Vonnegut, Kurt, Jr. 1922-2007, American novelist, b. Indianapolis. After serving in a World War II combat unit, he worked as a police reporter. Marked by wry black humor, Vonnegut's satirical, pessimistic, and morally urgent novels frequently protest the horrors of the 20th cent., as in the best-selling
Slaughterhouse-Five (1969; film, 1972). His fiction spoke with particular forcefulness to the generation that came of age in the 1960s and 70s. Vonnegut's books frequently include elements of science fiction, featuring fantastic plots and sometimes involving such devices as trips in outer space, time faults, and apocalyptic destruction. Among his other novels are
Player Piano (1952),
Mother Night (1961; film, 1996),
Cat's Cradle (1963),
God Bless You, Mr. Rosewater (1965),
Breakfast of Champions (1973; film, 1999),
Deadeye Dick (1983),
Bluebeard (1987), and the novel-memoir
Timequake (1997).
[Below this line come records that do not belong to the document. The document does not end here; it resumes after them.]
use super::{Cost, NodeArena, NodeId};
use crate::geometry::{manhattan_distance, LayerId, Point3};
use hashbrown::HashMap;
use std::cmp::Ordering;

/// Entry of the open set's heap. Lowest `f` first, ties go to the entry pushed first.
#[derive(Clone, Copy, Debug)]
pub(crate) struct OpenEntry {
    pub f: Cost,
    pub counter: u64,
    pub id: NodeId,
}

impl PartialEq for OpenEntry {
    fn eq(&self, other: &Self) -> bool {
        self.cmp(other) == Ordering::Equal
    }
}
impl Eq for OpenEntry {}

impl PartialOrd for OpenEntry {
    fn partial_cmp(&self, rhs: &Self) -> Option<Ordering> {
        Some(self.cmp(rhs))
    }
}
impl Ord for OpenEntry {
    fn cmp(&self, rhs: &Self) -> Ordering {
        // reversed for a min-heap
        rhs.f
            .total_cmp(&self.f)
            .then_with(|| rhs.counter.cmp(&self.counter))
    }
}

type Bucket = (i64, i64, LayerId);

/// Finds nodes within a tolerance of a position.
///
/// Nodes are bucketed by cells as large as the tolerance, so a lookup only checks the 3x3 cells
/// around the position.
#[derive(Clone, Debug)]
pub(crate) struct NodeLookup {
    cell: f64,
    buckets: HashMap<Bucket, Vec<NodeId>>,
}

impl NodeLookup {
    pub fn new(cell: f64) -> NodeLookup {
        NodeLookup {
            cell: if cell > 0.0 { cell } else { 1.0 },
            buckets: HashMap::new(),
        }
    }

    pub fn clear(&mut self) {
        self.buckets.clear();
    }

    fn bucket(&self, pos: Point3) -> Bucket {
        (
            (pos.x / self.cell).floor() as i64,
            (pos.y / self.cell).floor() as i64,
            pos.layer,
        )
    }

    pub fn insert(&mut self, pos: Point3, id: NodeId) {
        let bucket = self.bucket(pos);
        self.buckets.entry(bucket).or_default().push(id);
    }

    pub fn remove(&mut self, pos: Point3, id: NodeId) {
        let bucket = self.bucket(pos);
        if let Some(ids) = self.buckets.get_mut(&bucket) {
            ids.retain(|&other| other != id);
        }
    }

    /// A node on the same layer closer than the tolerance (Manhattan Metric) to `pos`
    pub fn find_near(&self, nodes: &NodeArena, pos: Point3) -> Option<NodeId> {
        let (bx, by, layer) = self.bucket(pos);
        let mut best: Option<(NodeId, f64)> = None;
        for dx in -1..=1 {
            for dy in -1..=1 {
                let ids = match self.buckets.get(&(bx + dx, by + dy, layer)) {
                    Some(ids) => ids,
                    None => continue,
                };
                for &id in ids {
                    let d = manhattan_distance(nodes[id].pos, pos);
                    if d < self.cell && best.map_or(true, |(_, b)| d < b) {
                        best = Some((id, d));
                    }
                }
            }
        }
        best.map(|(id, _)| id)
    }
}
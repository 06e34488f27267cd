//! Counters and optional per-iteration traces for inspecting a routing run.
//!
//! Nothing in here affects the result of a search. A [`DebugContext`] is handed to an
//! [`Autorouter`](crate::Autorouter) or a single [`SearchEngine`](crate::search::SearchEngine)
//! and lives exactly as long as the caller keeps it.

use crate::geometry::Point3;
use crate::search::Cost;

/// Counters accumulated over every search that used the same [`DebugContext`].
#[derive(Clone, Copy, Debug, Default, PartialEq, Eq)]
pub struct SearchStats {
    /// nodes popped from the open set and expanded
    pub iterations: usize,
    /// nodes inserted into the open set
    pub nodes_created: usize,
    /// open nodes replaced by a cheaper node at the same position
    pub nodes_replaced: usize,
    /// candidates discarded because they landed inside an obstacle
    pub neighbors_rejected: usize,
    /// layer changes that were checked for via clearance
    pub vias_considered: usize,
    /// connections that produced a route
    pub connections_solved: usize,
    /// connections that were given up on
    pub connections_unsolved: usize,
}

impl std::ops::AddAssign for SearchStats {
    fn add_assign(&mut self, rhs: SearchStats) {
        self.iterations += rhs.iterations;
        self.nodes_created += rhs.nodes_created;
        self.nodes_replaced += rhs.nodes_replaced;
        self.neighbors_rejected += rhs.neighbors_rejected;
        self.vias_considered += rhs.vias_considered;
        self.connections_solved += rhs.connections_solved;
        self.connections_unsolved += rhs.connections_unsolved;
    }
}

/// The state of the open set right after one node was expanded.
#[derive(Clone, Debug, PartialEq)]
#[cfg_attr(feature = "serde", derive(serde::Serialize, serde::Deserialize))]
pub struct IterationSnapshot {
    /// name of the connection being routed
    pub connection: String,
    /// 1-based number of the iteration
    pub iteration: usize,
    /// the node that was expanded
    pub expanded: Point3,
    /// every node still waiting in the open set, with its `f` value
    pub open: Vec<(Point3, Cost)>,
}

/// Collects [`SearchStats`] and, if enabled, [`IterationSnapshot`]s.
///
/// ## Examples
/// ```
/// # use trace_autorouter::debug::DebugContext;
/// let mut debug = DebugContext::with_snapshots();
/// assert!(debug.record_snapshots);
/// assert!(debug.snapshots.is_empty());
///
/// debug.stats.iterations += 3;
/// debug.clear();
/// assert_eq!(debug.stats.iterations, 0);
/// ```
#[derive(Clone, Debug, Default)]
pub struct DebugContext {
    /// store an [`IterationSnapshot`] for every iteration. This gets expensive quickly.
    pub record_snapshots: bool,
    /// the counters
    pub stats: SearchStats,
    /// the recorded snapshots, in the order they were taken
    pub snapshots: Vec<IterationSnapshot>,
}

impl DebugContext {
    /// A context that only counts
    pub fn new() -> DebugContext {
        DebugContext::default()
    }

    /// A context that also records every iteration
    pub fn with_snapshots() -> DebugContext {
        DebugContext {
            record_snapshots: true,
            ..Default::default()
        }
    }

    /// Resets counters and drops all snapshots
    pub fn clear(&mut self) {
        self.stats = SearchStats::default();
        self.snapshots.clear();
    }
}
He also wrote short stories, plays, and essays, e.g., the collections
Wampeters, Foma and Granfalloons (1974),
The Man without a Country (2005), and the posthumously published
Armageddon in Retrospect (2008).
See his semiautobiographical Fates Worse than Death (1991); W. R. Allen, ed., Conversations with Kurt Vonnegut (1988); P. J. Reed and M. Leeds, Vonnegut Chronicles: Interviews and Essays (1996); studies by S. Schatt (1976), J. Lundquist (1977), R. Merrill, ed. (1990), W. R. Allen (1991), L. Mustazza (1990 and 1994), P. J. Reed (1972 and 1997), H. Bloom, ed. (2000), K. A. Boon, ed. (2001), T. F. Marvin (2002), D. E. Morse (1992 and 2003), J. Klinkowitz (1982 and 2004), J. Tomedi (2004), and T. F. Davis (2006); M. Leeds, The Vonnegut Encyclopedia (1995).